In the lines below, count those containing the word "RecordedRequest" and give the number alone.

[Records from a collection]
☆ ☆ ☆ ☆ ☆ ☆ ☆

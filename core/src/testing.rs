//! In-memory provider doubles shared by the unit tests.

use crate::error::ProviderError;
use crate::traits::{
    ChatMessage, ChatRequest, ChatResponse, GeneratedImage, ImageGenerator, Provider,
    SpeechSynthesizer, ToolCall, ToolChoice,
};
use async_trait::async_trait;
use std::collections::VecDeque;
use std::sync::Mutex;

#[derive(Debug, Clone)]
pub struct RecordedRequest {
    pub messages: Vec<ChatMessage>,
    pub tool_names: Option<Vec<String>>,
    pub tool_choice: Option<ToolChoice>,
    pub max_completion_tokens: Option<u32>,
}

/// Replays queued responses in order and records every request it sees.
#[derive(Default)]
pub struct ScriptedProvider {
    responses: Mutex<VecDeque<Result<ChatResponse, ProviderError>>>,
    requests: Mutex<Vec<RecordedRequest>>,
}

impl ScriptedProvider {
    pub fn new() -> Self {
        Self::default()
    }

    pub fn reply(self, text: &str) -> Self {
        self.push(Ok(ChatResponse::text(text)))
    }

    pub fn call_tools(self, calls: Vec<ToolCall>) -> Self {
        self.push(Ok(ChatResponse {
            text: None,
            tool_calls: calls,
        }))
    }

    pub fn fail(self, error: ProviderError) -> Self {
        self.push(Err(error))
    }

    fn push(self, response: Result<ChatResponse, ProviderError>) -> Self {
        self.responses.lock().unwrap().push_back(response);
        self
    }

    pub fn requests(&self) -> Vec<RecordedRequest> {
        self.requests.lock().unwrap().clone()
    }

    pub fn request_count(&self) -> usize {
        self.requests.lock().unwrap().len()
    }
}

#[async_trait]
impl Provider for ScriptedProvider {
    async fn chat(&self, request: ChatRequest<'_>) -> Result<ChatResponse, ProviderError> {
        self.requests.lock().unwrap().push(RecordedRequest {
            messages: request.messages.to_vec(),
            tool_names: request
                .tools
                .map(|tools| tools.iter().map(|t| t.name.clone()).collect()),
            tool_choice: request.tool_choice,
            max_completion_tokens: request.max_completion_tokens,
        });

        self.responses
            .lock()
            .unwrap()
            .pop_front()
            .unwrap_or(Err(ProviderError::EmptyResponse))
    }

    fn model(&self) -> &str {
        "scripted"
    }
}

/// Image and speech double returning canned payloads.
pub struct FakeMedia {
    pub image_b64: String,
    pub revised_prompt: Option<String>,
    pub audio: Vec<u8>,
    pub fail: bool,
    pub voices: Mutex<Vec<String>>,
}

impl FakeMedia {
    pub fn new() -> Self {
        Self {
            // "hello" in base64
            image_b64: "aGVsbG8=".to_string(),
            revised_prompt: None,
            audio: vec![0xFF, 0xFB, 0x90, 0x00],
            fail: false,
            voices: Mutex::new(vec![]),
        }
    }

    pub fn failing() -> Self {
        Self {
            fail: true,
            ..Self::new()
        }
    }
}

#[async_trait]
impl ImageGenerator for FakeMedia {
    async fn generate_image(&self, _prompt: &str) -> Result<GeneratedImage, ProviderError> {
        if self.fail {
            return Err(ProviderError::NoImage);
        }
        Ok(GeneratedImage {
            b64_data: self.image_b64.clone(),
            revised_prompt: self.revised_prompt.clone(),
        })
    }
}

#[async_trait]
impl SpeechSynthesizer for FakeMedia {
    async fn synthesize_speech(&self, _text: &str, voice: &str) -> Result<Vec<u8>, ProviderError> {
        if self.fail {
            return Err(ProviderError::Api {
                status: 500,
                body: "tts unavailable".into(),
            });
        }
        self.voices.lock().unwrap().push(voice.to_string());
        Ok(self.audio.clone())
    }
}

☆ ☆ ☆ ☆ ☆ ☆ ☆

## Your solution
4